Saved entries
━━━━━━━━━━
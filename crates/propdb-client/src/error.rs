use propdb_core::ValidationErrors;
use thiserror::Error;

/// Errors returned by the listings API client and the stores built on it.
#[derive(Debug, Error)]
pub enum ClientError {
    /// Network or TLS failure from the underlying HTTP client.
    #[error("HTTP error: {0}")]
    Http(#[from] reqwest::Error),

    /// The server answered 404 for this path.
    #[error("not found: {0}")]
    NotFound(String),

    /// Missing or rejected bearer token.
    #[error("unauthorized: {0}")]
    Unauthorized(String),

    /// Field-level validation failures, reported by the server or caught
    /// locally before any request was sent.
    #[error(transparent)]
    Validation(#[from] ValidationErrors),

    /// Any other non-2xx answer, with the server's error code when present.
    #[error("unexpected status {status} ({code}): {message}")]
    UnexpectedStatus {
        status: u16,
        code: String,
        message: String,
    },

    /// The response body could not be deserialized into the expected type.
    #[error("JSON deserialization error for {context}: {source}")]
    Deserialize {
        context: String,
        #[source]
        source: serde_json::Error,
    },

    #[error("invalid base URL: {0}")]
    InvalidBaseUrl(String),

    /// Reading or writing the local favorites file failed.
    #[error("I/O error: {0}")]
    Io(#[from] std::io::Error),
}

impl ClientError {
    #[must_use]
    pub fn is_not_found(&self) -> bool {
        matches!(self, ClientError::NotFound(_))
    }
}
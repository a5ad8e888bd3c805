//! Client-side ordering, favorites filtering and paging of fetched listings.

use std::cmp::Ordering;
use std::collections::HashSet;
use std::fmt;
use std::str::FromStr;

use rust_decimal::{Decimal, RoundingStrategy};
use serde::{Deserialize, Serialize};

use crate::property::{Property, PropertyStatus};
use crate::CoreError;

/// Result ordering. Ties always keep the input order.
#[derive(Debug, Clone, Copy, Default, PartialEq, Eq, Hash, Serialize, Deserialize)]
#[serde(rename_all = "kebab-case")]
pub enum SortOption {
    PriceAsc,
    PriceDesc,
    #[default]
    Newest,
    Oldest,
}

impl SortOption {
    pub const ALL: [SortOption; 4] = [
        SortOption::PriceAsc,
        SortOption::PriceDesc,
        SortOption::Newest,
        SortOption::Oldest,
    ];

    #[must_use]
    pub fn as_str(self) -> &'static str {
        match self {
            SortOption::PriceAsc => "price-asc",
            SortOption::PriceDesc => "price-desc",
            SortOption::Newest => "newest",
            SortOption::Oldest => "oldest",
        }
    }

    #[must_use]
    pub fn from_literal(value: &str) -> Option<Self> {
        let value = value.trim();
        Self::ALL
            .into_iter()
            .find(|s| s.as_str().eq_ignore_ascii_case(value))
    }
}

impl fmt::Display for SortOption {
    fn fmt(&self, f: &mut fmt::Formatter<'_>) -> fmt::Result {
        f.write_str(self.as_str())
    }
}

impl FromStr for SortOption {
    type Err = CoreError;

    fn from_str(s: &str) -> Result<Self, Self::Err> {
        Self::from_literal(s).ok_or_else(|| CoreError::InvalidSort(s.to_owned()))
    }
}

/// Why a processed view came out empty.
///
/// The favorites cases are distinct from `NoProperties` so a caller can say
/// "you have no favorites yet" instead of "nothing matched".
#[derive(Debug, Clone, Copy, PartialEq, Eq, Serialize)]
#[serde(rename_all = "snake_case")]
pub enum EmptyReason {
    /// The fetched page itself was empty.
    NoProperties,
    /// Favorites filtering is on and the favorites set is empty.
    NoFavorites,
    /// Favorites exist but none of them are on this page.
    NoFavoriteMatches,
}

#[derive(Debug, Clone, PartialEq, Serialize)]
pub struct PostProcessed {
    pub items: Vec<Property>,
    pub empty_reason: Option<EmptyReason>,
}

/// Reorder and optionally favorites-filter a fetched page.
///
/// With `favorites == None` the output is a permutation of `items`. With
/// `Some(set)` only listings whose id is in `set` survive; an empty set
/// yields an empty result.
#[must_use]
pub fn process(
    items: &[Property],
    sort: SortOption,
    favorites: Option<&HashSet<String>>,
) -> PostProcessed {
    let mut out: Vec<Property> = match favorites {
        Some(set) => items
            .iter()
            .filter(|p| set.contains(&p.id))
            .cloned()
            .collect(),
        None => items.to_vec(),
    };
    sort_properties(&mut out, sort);

    let empty_reason = if !out.is_empty() {
        None
    } else if items.is_empty() {
        Some(EmptyReason::NoProperties)
    } else {
        match favorites {
            Some(set) if set.is_empty() => Some(EmptyReason::NoFavorites),
            Some(_) => Some(EmptyReason::NoFavoriteMatches),
            None => Some(EmptyReason::NoProperties),
        }
    };

    PostProcessed {
        items: out,
        empty_reason,
    }
}

/// Stable in-place sort. Listings without `created_at` go last for both
/// date orders.
pub fn sort_properties(items: &mut [Property], sort: SortOption) {
    match sort {
        SortOption::PriceAsc => items.sort_by(|a, b| a.price.cmp(&b.price)),
        SortOption::PriceDesc => items.sort_by(|a, b| b.price.cmp(&a.price)),
        SortOption::Newest => items.sort_by(|a, b| match (a.created_at, b.created_at) {
            (Some(x), Some(y)) => y.cmp(&x),
            (Some(_), None) => Ordering::Less,
            (None, Some(_)) => Ordering::Greater,
            (None, None) => Ordering::Equal,
        }),
        SortOption::Oldest => items.sort_by(|a, b| match (a.created_at, b.created_at) {
            (Some(x), Some(y)) => x.cmp(&y),
            (Some(_), None) => Ordering::Less,
            (None, Some(_)) => Ordering::Greater,
            (None, None) => Ordering::Equal,
        }),
    }
}

/// A client-side page of an already-processed result list.
#[derive(Debug, Clone, PartialEq, Serialize)]
pub struct Paginated<'a, T> {
    pub items: &'a [T],
    /// 1-based page actually returned (clamped into range).
    pub page: usize,
    pub total_pages: usize,
    pub total_items: usize,
}

/// Slice `items` into 1-based pages of `page_size`.
///
/// `page` is clamped to `1..=total_pages`; a zero `page_size` is treated as 1.
#[must_use]
pub fn paginate<T>(items: &[T], page: usize, page_size: usize) -> Paginated<'_, T> {
    let page_size = page_size.max(1);
    let total_pages = items.len().div_ceil(page_size).max(1);
    let page = page.clamp(1, total_pages);
    let start = (page - 1) * page_size;
    let end = (start + page_size).min(items.len());
    Paginated {
        items: &items[start.min(items.len())..end],
        page,
        total_pages,
        total_items: items.len(),
    }
}

/// Display price: whole dollars with thousands separators, `/mo` for rentals.
#[must_use]
pub fn format_price(price: Decimal, status: PropertyStatus) -> String {
    let rounded = price.round_dp_with_strategy(0, RoundingStrategy::MidpointAwayFromZero);
    let digits = rounded.trunc().abs().to_string();
    let mut grouped = String::with_capacity(digits.len() + digits.len() / 3);
    for (i, ch) in digits.chars().enumerate() {
        if i > 0 && (digits.len() - i) % 3 == 0 {
            grouped.push(',');
        }
        grouped.push(ch);
    }
    let suffix = if status == PropertyStatus::ForRent {
        "/mo"
    } else {
        ""
    };
    format!("${grouped}{suffix}")
}

#[cfg(test)]
#[path = "postprocess_test.rs"]
mod tests;
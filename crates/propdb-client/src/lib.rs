//! Client side of propdb: the REST client and the search pipeline built on it.

pub mod api;
pub mod auth;
pub mod error;
pub mod executor;
pub mod favorites;
pub(crate) mod retry;
pub mod search;
pub mod stabilize;

pub use api::{HttpPropertyApi, PropertyApi};
pub use auth::{AuthGate, GateDecision, GateRoutes, Navigator, SessionState};
pub use error::ClientError;
pub use executor::{QueryExecutor, QueryResult, Snapshot, Ticket};
pub use favorites::{FavoritesStore, LocalFavorites, RemoteFavorites};
pub use search::{SearchController, SearchSettings, SearchView};
pub use stabilize::{spawn_debouncer, spawn_throttler, ByRef, Debounce, Memo, Throttle};
use std::collections::HashSet;

use rand::seq::SliceRandom;

/// Trims entries and drops the blank ones, keeping order.
pub fn sanitize_names<'a>(raw: impl IntoIterator<Item = &'a str>) -> Vec<String> {
    raw.into_iter()
        .map(str::trim)
        .filter(|name| !name.is_empty())
        .map(str::to_owned)
        .collect()
}

pub fn first_duplicate(names: &[String]) -> Option<&str> {
    let mut seen = HashSet::new();
    names
        .iter()
        .find(|name| !seen.insert(name.as_str()))
        .map(String::as_str)
}

/// Pairs every giver with a receiver so that nobody draws themselves.
///
/// Rejection-samples uniform shuffles of the receiver list until no position
/// is a fixed point; expected tries stay near e for any list size. Callers
/// must pass at least 2 distinct names: two entries with the same name can
/// never both avoid each other.
pub fn generate_assignment(names: &[String]) -> Vec<(String, String)> {
    debug_assert!(names.len() >= 2);

    let mut receivers = names.to_vec();
    let mut rng = rand::rng();
    loop {
        receivers.shuffle(&mut rng);
        if names
            .iter()
            .zip(&receivers)
            .all(|(giver, receiver)| giver != receiver)
        {
            return names.iter().cloned().zip(receivers).collect();
        }
    }
}

#[cfg(test)]
mod tests {
    use std::collections::HashMap;

    use super::*;

    fn names(list: &[&str]) -> Vec<String> {
        list.iter().map(|s| s.to_string()).collect()
    }

    #[test]
    fn assignment_is_a_derangement() {
        for n in 2..=50 {
            let people: Vec<String> = (0..n).map(|i| format!("person{i}")).collect();
            let assignment = generate_assignment(&people);
            assert_eq!(assignment.len(), n);

            let givers: Vec<&String> = assignment.iter().map(|(giver, _)| giver).collect();
            assert_eq!(givers, people.iter().collect::<Vec<_>>());

            let mut received: Vec<String> =
                assignment.iter().map(|(_, receiver)| receiver.clone()).collect();
            received.sort();
            let mut expected = people.clone();
            expected.sort();
            assert_eq!(received, expected);

            for (giver, receiver) in &assignment {
                assert_ne!(giver, receiver);
            }
        }
    }

    #[test]
    fn shuffle_is_not_lopsided() {
        // 3 names admit exactly two derangements; an unbiased shuffle lands
        // on each roughly half the time.
        let people = names(&["Alice", "Bob", "Carol"]);
        let mut counts: HashMap<Vec<String>, u32> = HashMap::new();
        for _ in 0..600 {
            let receivers: Vec<String> = generate_assignment(&people)
                .into_iter()
                .map(|(_, receiver)| receiver)
                .collect();
            *counts.entry(receivers).or_default() += 1;
        }

        assert_eq!(counts.len(), 2);
        for count in counts.into_values() {
            assert!((200..=400).contains(&count), "lopsided shuffle: {count}/600");
        }
    }

    #[test]
    fn sanitize_drops_blanks() {
        assert_eq!(
            sanitize_names(["Alice", "", "  ", " Bob "]),
            names(&["Alice", "Bob"])
        );
    }

    #[test]
    fn blank_heavy_list_shrinks_below_minimum() {
        // "Alice", "", " " leaves one usable name; the create flow rejects it.
        assert_eq!(sanitize_names(["Alice", "", " "]), names(&["Alice"]));
    }

    #[test]
    fn duplicate_detection() {
        assert_eq!(
            first_duplicate(&names(&["Alice", "Bob", "Alice"])),
            Some("Alice")
        );
        assert_eq!(first_duplicate(&names(&["Alice", "Bob"])), None);
    }
}
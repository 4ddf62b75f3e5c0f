use axum::{
    Form, Router, debug_handler,
    extract::State,
    response::{Html, IntoResponse, Response},
    routing::get,
};
use serde::Deserialize;
use sqlx::SqlitePool;

use crate::{AppResult, AppState, include_res, res, store};

pub fn router() -> Router<AppState> {
    Router::new().route("/", get(reveal_page).post(reveal))
}

fn form_page(error: &str) -> Response {
    Html(include_res!(str, "/pages/reveal.html").replace("{error}", error)).into_response()
}

#[debug_handler]
pub(crate) async fn reveal_page() -> impl IntoResponse {
    form_page("")
}

#[derive(Debug, Deserialize)]
pub(crate) struct RevealForm {
    code: String,
}

#[debug_handler]
pub(crate) async fn reveal(
    State(db_pool): State<SqlitePool>,

    Form(RevealForm { code }): Form<RevealForm>,
) -> AppResult<Response> {
    let code = code.trim();
    if code.is_empty() {
        return Ok(form_page("Please enter your code."));
    }

    let Some(record) = store::lookup_match(&db_pool, code).await? else {
        tracing::debug!("code lookup missed");
        return res::sorry("code");
    };

    Ok(Html(
        include_res!(str, "/pages/match.html")
            .replace("{group_name}", &record.group_name)
            .replace("{giver}", &record.giver)
            .replace("{receiver}", &record.receiver),
    )
    .into_response())
}
pub mod db;
pub mod groups;
pub mod matcher;
pub mod res;
pub mod reveal;
pub mod session;
pub mod store;

use std::ops::Deref;

use axum::{
    extract::FromRef,
    http::StatusCode,
    response::{Html, IntoResponse, Response},
};
use sqlx::SqlitePool;

#[derive(Clone, FromRef)]
pub struct AppState {
    pub db_pool: SqlitePool,
}

pub type AppResult<T> = Result<T, AppError>;

#[derive(Debug)]
pub struct AppError(pub anyhow::Error);

impl IntoResponse for AppError {
    fn into_response(self) -> Response {
        tracing::error!("request failed: {:#}", self.0);
        (StatusCode::INTERNAL_SERVER_ERROR, "something went wrong").into_response()
    }
}

impl<E> From<E> for AppError
where
    E: Into<anyhow::Error>,
{
    fn from(err: E) -> Self {
        Self(err.into())
    }
}

pub struct Markdown<T>(pub T);

impl<T> IntoResponse for Markdown<T>
where
    T: Deref<Target = str>,
{
    fn into_response(self) -> Response {
        let mut html_output = String::new();
        pulldown_cmark::html::push_html(&mut html_output, pulldown_cmark::Parser::new(&self.0));
        Html(html_output).into_response()
    }
}
use axum::{
    debug_handler,
    extract::{Path, State},
    response::{Html, IntoResponse, Response},
};
use sqlx::SqlitePool;
use tower_sessions::Session;

use crate::{AppResult, include_res, res, session::GROUP_ID, store};

#[debug_handler]
pub(crate) async fn group(
    State(db_pool): State<SqlitePool>,
    session: Session,
    Path(group_id): Path<String>,
) -> AppResult<Response> {
    let sorry = res::sorry("group");

    // only the session that created the group gets its codes back
    if session.get::<String>(GROUP_ID).await?.as_deref() != Some(group_id.as_str()) {
        return sorry;
    }

    let Some(summary) = store::lookup_group(&db_pool, &group_id).await? else {
        return sorry;
    };

    let mut rows = String::new();
    for slip in &summary.matches {
        rows += &include_res!(str, "/pages/code_item.html")
            .replace("{giver}", &slip.giver)
            .replace("{code}", &slip.code);
    }

    Ok(Html(
        include_res!(str, "/pages/group.html")
            .replace("{name}", &summary.name)
            .replace("{created}", &summary.created)
            .replace("{rows}", &rows),
    )
    .into_response())
}
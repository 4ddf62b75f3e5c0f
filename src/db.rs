use std::str::FromStr;

use sqlx::{
    SqlitePool,
    sqlite::{SqliteConnectOptions, SqlitePoolOptions},
};

pub async fn connect(url: &str) -> Result<SqlitePool, sqlx::Error> {
    let options = SqliteConnectOptions::from_str(url)?.create_if_missing(true);
    let db_pool = SqlitePoolOptions::new()
        .max_connections(16)
        .connect_with(options)
        .await?;
    init(&db_pool).await?;
    Ok(db_pool)
}

/// Creates the key-value table the store runs on.
pub async fn init(db_pool: &SqlitePool) -> Result<(), sqlx::Error> {
    sqlx::query("CREATE TABLE IF NOT EXISTS kv (key TEXT PRIMARY KEY, value TEXT NOT NULL)")
        .execute(db_pool)
        .await?;
    Ok(())
}

// A pooled :memory: database needs a single connection; every new sqlite
// memory connection is a fresh empty database.
#[cfg(test)]
pub(crate) async fn memory_pool() -> SqlitePool {
    let db_pool = SqlitePoolOptions::new()
        .max_connections(1)
        .connect("sqlite::memory:")
        .await
        .unwrap();
    init(&db_pool).await.unwrap();
    db_pool
}
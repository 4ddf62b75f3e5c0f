use axum::{
    Form, debug_handler,
    extract::State,
    response::{Html, IntoResponse, Redirect, Response},
};
use serde::Deserialize;
use sqlx::SqlitePool;
use tower_sessions::Session;

use crate::{AppResult, include_res, matcher, session::GROUP_ID, store};

#[derive(Debug, Deserialize)]
pub(crate) struct NewGroupForm {
    name: String,
    participants: String,
}

fn form_page(error: &str) -> Response {
    Html(include_res!(str, "/pages/new_group.html").replace("{error}", error)).into_response()
}

#[debug_handler]
pub(crate) async fn new_group_page() -> impl IntoResponse {
    form_page("")
}

#[debug_handler]
pub(crate) async fn new_group(
    State(db_pool): State<SqlitePool>,
    session: Session,

    Form(NewGroupForm { name, participants }): Form<NewGroupForm>,
) -> AppResult<Response> {
    // validation happens before any store work, so a rejected form leaves
    // nothing behind
    let name = name.trim().to_owned();
    if name.is_empty() {
        return Ok(form_page("Please give the group a name."));
    }

    let names = matcher::sanitize_names(participants.lines());
    if names.len() < 2 {
        return Ok(form_page("At least 2 participants are needed."));
    }
    if let Some(duplicate) = matcher::first_duplicate(&names) {
        return Ok(form_page(&format!(
            "\"{duplicate}\" is listed more than once. Make the names distinguishable, or nobody can tell whose code is whose."
        )));
    }

    let assignment = matcher::generate_assignment(&names);
    let group_id = store::create_group(&db_pool, &name, &assignment).await?;
    session.insert(GROUP_ID, group_id.clone()).await?;

    tracing::info!(group = %name, participants = names.len(), "created group {group_id}");

    Ok(Redirect::to(&format!("/g/{group_id}")).into_response())
}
━━━━━━━━━━
Every line from the one containing "tracing::info!(group = %name, participants" to the end of the entries must be set down exactly, with none omitted and none added.

    tracing::info!(group = %name, participants = names.len(), "created group {group_id}");

    Ok(Redirect::to(&format!("/g/{group_id}")).into_response())
}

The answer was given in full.